NZ becomes party to UN mercenaries convention
Foreign Minister, Phil Goff, formally deposited New Zealand’s instrument of accession to the Mercenaries Convention in
New York today.
“Under this Convention and legislation passed to implement it, it will become illegal to recruit, use, finance or train
mercenaries in New Zealand.
“By taking this act, New Zealand has clearly demonstrated its opposition to hiring people to fight and kill for money in
wars, with which they would otherwise have no connection.
“Apart from our ethnical opposition to people killing for money, the use of mercenaries has also been shown to be
counterproductive in finding fair and peaceful resolutions of disputes.

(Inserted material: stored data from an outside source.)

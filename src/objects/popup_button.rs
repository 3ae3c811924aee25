//! Floor button that opens the landscape picker
//!
//! Unlike the green box, picking a landscape here only marks the card.

use drivescape_core::{ObjectTemplate, Tick, ZoneEvent, ZoneKey};

use super::backgrounds::{landscapes, Background};
use super::button::{ButtonStyle, HoverButton};
use super::popup::{Popup, PopupOutcome};
use super::{BuildContext, ObjectContext, ObjectInput, WorldObject};

pub struct PopupButton {
    name: String,
    button: HoverButton,
    popup: Popup,
    backgrounds: Vec<Background>,
}

impl PopupButton {
    pub fn new(template: &ObjectTemplate, ctx: &mut BuildContext<'_>) -> Self {
        let position = template.effective_placement(ctx.debug_enabled()).position;
        let button = HoverButton::new(ctx.world, ctx.areas, &template.name, position.xy(), ButtonStyle::LARGE);
        let backgrounds = landscapes();
        log::info!("Placed popup button '{}' at {:?}", template.name, position.xy());

        Self {
            name: template.name.clone(),
            button,
            popup: Popup::new(backgrounds.len()),
            backgrounds,
        }
    }

    pub fn button(&self) -> &HoverButton {
        &self.button
    }

    pub fn popup(&self) -> &Popup {
        &self.popup
    }

    /// Id of the marked landscape
    pub fn selected_background(&self) -> Option<&'static str> {
        self.popup
            .selected()
            .and_then(|i| self.backgrounds.get(i))
            .map(|b| b.id)
    }
}

impl WorldObject for PopupButton {
    fn name(&self) -> &str {
        &self.name
    }

    fn update(&mut self, tick: Tick, ctx: &mut ObjectContext<'_>) {
        self.button.update(ctx.world, tick);
    }

    fn on_zone(&mut self, zone: ZoneKey, event: ZoneEvent, _ctx: &mut ObjectContext<'_>) {
        self.button.on_zone(zone, event);
    }

    fn handle_input(&mut self, input: ObjectInput, ctx: &mut ObjectContext<'_>) -> bool {
        if input == ObjectInput::Interact {
            let near = ctx
                .vehicle_position()
                .is_some_and(|p| self.button.within_radius(p));
            if near {
                self.popup.toggle(ctx.effects);
            }
            return near;
        }

        let outcome = self.popup.handle_input(input, ctx.effects);
        if let PopupOutcome::Selected(_) = outcome {
            log::info!("Landscape {} marked", self.selected_background().unwrap_or("?"));
        }
        outcome.consumed()
    }

    fn popup_open(&self) -> bool {
        self.popup.is_visible()
    }
}
//! Entities
//!
//! An entity is one node of the city scene graph: a container, a mesh or a
//! helper. Parent/child links are owned by [`World`](crate::World).

use std::collections::HashSet;

use bitflags::bitflags;
use drivescape_math::{Euler, Vec3};
use drivescape_physics::BodyKey;

use crate::materials::Material;
use crate::world::EntityKey;
use crate::Transform3D;

bitflags! {
    /// Which parts of an entity changed since the last frame
    #[derive(Clone, Copy, Debug, Default, PartialEq, Eq)]
    pub struct DirtyFlags: u8 {
        const NONE = 0;
        const TRANSFORM = 1 << 0;
        const MESH = 1 << 1;
        const MATERIAL = 1 << 2;
        /// Visibility or opacity
        const VISIBILITY = 1 << 3;
        const ALL = Self::TRANSFORM.bits()
            | Self::MESH.bits()
            | Self::MATERIAL.bits()
            | Self::VISIBILITY.bits();
    }
}

/// Geometry summary of a placed mesh
#[derive(Clone, Copy, Debug, PartialEq)]
pub struct MeshData {
    /// Bounding box dimensions in local units
    pub size: Vec3,
    pub vertex_count: u32,
}

impl MeshData {
    pub fn volume(&self) -> f32 {
        self.size.product()
    }
}

/// A node in the world
#[derive(Clone, Debug)]
pub struct Entity {
    pub name: Option<String>,
    pub tags: HashSet<String>,
    transform: Transform3D,
    pub mesh: Option<MeshData>,
    material: Material,
    visible: bool,
    opacity: f32,
    /// Body this entity follows every physics step
    pub physics_body: Option<BodyKey>,
    pub(crate) parent: Option<EntityKey>,
    pub(crate) children: Vec<EntityKey>,
    dirty: DirtyFlags,
}

impl Default for Entity {
    fn default() -> Self {
        Self::new()
    }
}

impl Entity {
    /// Empty container
    pub fn new() -> Self {
        Self {
            name: None,
            tags: HashSet::new(),
            transform: Transform3D::identity(),
            mesh: None,
            material: Material::Model(drivescape_math::Color::WHITE),
            visible: true,
            opacity: 1.0,
            physics_body: None,
            parent: None,
            children: Vec::new(),
            dirty: DirtyFlags::ALL,
        }
    }

    pub fn with_name(mut self, name: impl Into<String>) -> Self {
        self.name = Some(name.into());
        self
    }

    pub fn with_tag(mut self, tag: impl Into<String>) -> Self {
        self.tags.insert(tag.into());
        self
    }

    pub fn with_transform(mut self, transform: Transform3D) -> Self {
        self.transform = transform;
        self
    }

    pub fn with_mesh(mut self, mesh: MeshData, material: Material) -> Self {
        self.mesh = Some(mesh);
        self.material = material;
        self
    }

    pub fn with_material(mut self, material: Material) -> Self {
        self.material = material;
        self
    }

    pub fn with_physics_body(mut self, body: BodyKey) -> Self {
        self.physics_body = Some(body);
        self
    }

    pub fn with_visible(mut self, visible: bool) -> Self {
        self.visible = visible;
        self
    }

    pub fn has_tag(&self, tag: &str) -> bool {
        self.tags.contains(tag)
    }

    pub fn name(&self) -> Option<&str> {
        self.name.as_deref()
    }

    pub fn transform(&self) -> &Transform3D {
        &self.transform
    }

    /// Mutable transform; marks the entity dirty
    pub fn transform_mut(&mut self) -> &mut Transform3D {
        self.dirty |= DirtyFlags::TRANSFORM;
        &mut self.transform
    }

    pub fn set_transform(&mut self, transform: Transform3D) {
        self.transform = transform;
        self.dirty |= DirtyFlags::TRANSFORM;
    }

    pub fn set_position(&mut self, position: Vec3) {
        self.transform_mut().position = position;
    }

    pub fn set_rotation(&mut self, rotation: Euler) {
        self.transform_mut().rotation = rotation;
    }

    pub fn set_scale(&mut self, scale: Vec3) {
        self.transform_mut().scale = scale;
    }

    pub fn material(&self) -> &Material {
        &self.material
    }

    pub fn set_material(&mut self, material: Material) {
        self.material = material;
        self.dirty |= DirtyFlags::MATERIAL;
    }

    pub fn is_visible(&self) -> bool {
        self.visible
    }

    pub fn set_visible(&mut self, visible: bool) {
        if self.visible != visible {
            self.visible = visible;
            self.dirty |= DirtyFlags::VISIBILITY;
        }
    }

    pub fn opacity(&self) -> f32 {
        self.opacity
    }

    /// Clamped to 0..=1
    pub fn set_opacity(&mut self, opacity: f32) {
        self.opacity = opacity.clamp(0.0, 1.0);
        self.dirty |= DirtyFlags::VISIBILITY;
    }

    pub fn parent(&self) -> Option<EntityKey> {
        self.parent
    }

    pub fn children(&self) -> &[EntityKey] {
        &self.children
    }

    pub fn is_dirty(&self) -> bool {
        !self.dirty.is_empty()
    }

    pub fn dirty_flags(&self) -> DirtyFlags {
        self.dirty
    }

    pub fn mark_dirty(&mut self, flags: DirtyFlags) {
        self.dirty |= flags;
    }

    pub fn clear_dirty(&mut self) {
        self.dirty = DirtyFlags::NONE;
    }
}
//! Frame time and deferred work
//!
//! [`Clock`] turns raw frame durations into [`Tick`]s with a capped delta.
//! [`Timers`] holds one-shot callbacks as plain payloads; the owner decides
//! what firing a payload means.

/// Reading of the clock for one frame, in seconds
#[derive(Clone, Copy, Debug, Default, PartialEq)]
pub struct Tick {
    pub elapsed: f32,
    pub delta: f32,
}

impl Tick {
    /// Elapsed time in milliseconds
    pub fn elapsed_ms(&self) -> f32 {
        self.elapsed * 1000.0
    }
}

/// Accumulates frame time
#[derive(Clone, Debug)]
pub struct Clock {
    elapsed: f32,
    max_delta: f32,
}

impl Default for Clock {
    fn default() -> Self {
        Self::new(0.25)
    }
}

impl Clock {
    /// Clock whose delta never exceeds `max_delta`, so a stalled frame does
    /// not throw bodies through the floor
    pub fn new(max_delta: f32) -> Self {
        Self {
            elapsed: 0.0,
            max_delta: max_delta.max(0.0),
        }
    }

    pub fn advance(&mut self, raw_delta: f32) -> Tick {
        let delta = raw_delta.clamp(0.0, self.max_delta);
        self.elapsed += delta;
        Tick {
            elapsed: self.elapsed,
            delta,
        }
    }

    pub fn elapsed(&self) -> f32 {
        self.elapsed
    }
}

/// Handle for cancelling a scheduled timer
#[derive(Clone, Copy, Debug, PartialEq, Eq, Hash)]
pub struct TimerId(u64);

#[derive(Clone, Debug)]
struct Pending<T> {
    id: TimerId,
    due: f32,
    payload: T,
}

/// One-shot timers keyed to a local clock
///
/// Timers that become due in the same advance fire in due order; ties keep
/// scheduling order.
#[derive(Clone, Debug)]
pub struct Timers<T> {
    now: f32,
    next_id: u64,
    pending: Vec<Pending<T>>,
}

impl<T> Default for Timers<T> {
    fn default() -> Self {
        Self::new()
    }
}

impl<T> Timers<T> {
    pub fn new() -> Self {
        Self {
            now: 0.0,
            next_id: 0,
            pending: Vec::new(),
        }
    }

    /// Fire `payload` after `delay` seconds
    pub fn schedule(&mut self, delay: f32, payload: T) -> TimerId {
        let id = TimerId(self.next_id);
        self.next_id += 1;
        let due = self.now + delay.max(0.0);
        let index = self.pending.partition_point(|p| p.due <= due);
        self.pending.insert(index, Pending { id, due, payload });
        id
    }

    /// Returns the payload if the timer had not fired yet
    pub fn cancel(&mut self, id: TimerId) -> Option<T> {
        let index = self.pending.iter().position(|p| p.id == id)?;
        Some(self.pending.remove(index).payload)
    }

    /// Advance by `dt` seconds, returning every payload that came due
    pub fn advance(&mut self, dt: f32) -> Vec<T> {
        self.now += dt.max(0.0);
        let now = self.now;
        let due = self.pending.partition_point(|p| p.due <= now);
        self.pending.drain(..due).map(|p| p.payload).collect()
    }

    pub fn len(&self) -> usize {
        self.pending.len()
    }

    pub fn is_empty(&self) -> bool {
        self.pending.is_empty()
    }

    pub fn clear(&mut self) {
        self.pending.clear();
    }
}
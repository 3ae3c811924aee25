//! Rigid-body physics for drivescape
//!
//! - Collision shapes (spheres, boxes, planes) combined into compound bodies
//! - Collision detection and layer filtering
//! - Static, dynamic and kinematic bodies with sleeping
//! - Named physics materials

pub mod body;
pub mod collision;
pub mod material;
pub mod shapes;
pub mod world;

pub use body::{BodyKey, BodyType, RigidBody, SleepState, StaticCollider};
pub use collision::{
    aabb_vs_aabb, aabb_vs_plane, collide, sphere_vs_aabb, sphere_vs_plane, sphere_vs_sphere, CollisionFilter,
    CollisionLayer, Contact,
};
pub use material::{MaterialRegistry, PhysicsMaterial};
pub use shapes::{Aabb, Collider, Plane, Shape, ShapeInstance, Sphere};
pub use world::{PhysicsConfig, PhysicsWorld};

“The convention does not however prohibit people being hired for policing or other security work overseas, nor does it
prevent people who join an army overseas under standard conditions of service. It does not prohibit those motivated to
join up to fight for a cause, which they believe in.
“Becoming a party to the Convention shows New Zealand’s willingness to discourage the use of mercenaries and ensure New
Zealand does not become a place where mercenaries can be recruited, or escape prosecution.
“The Convention will enter into force for New Zealand on 22 October. The Convention is implemented in New Zealand
through the Mercenary Activities (Prohibition) Act 2004, which received the royal assent on 6 July and will come into
force on 22 October,” Mr Goff said.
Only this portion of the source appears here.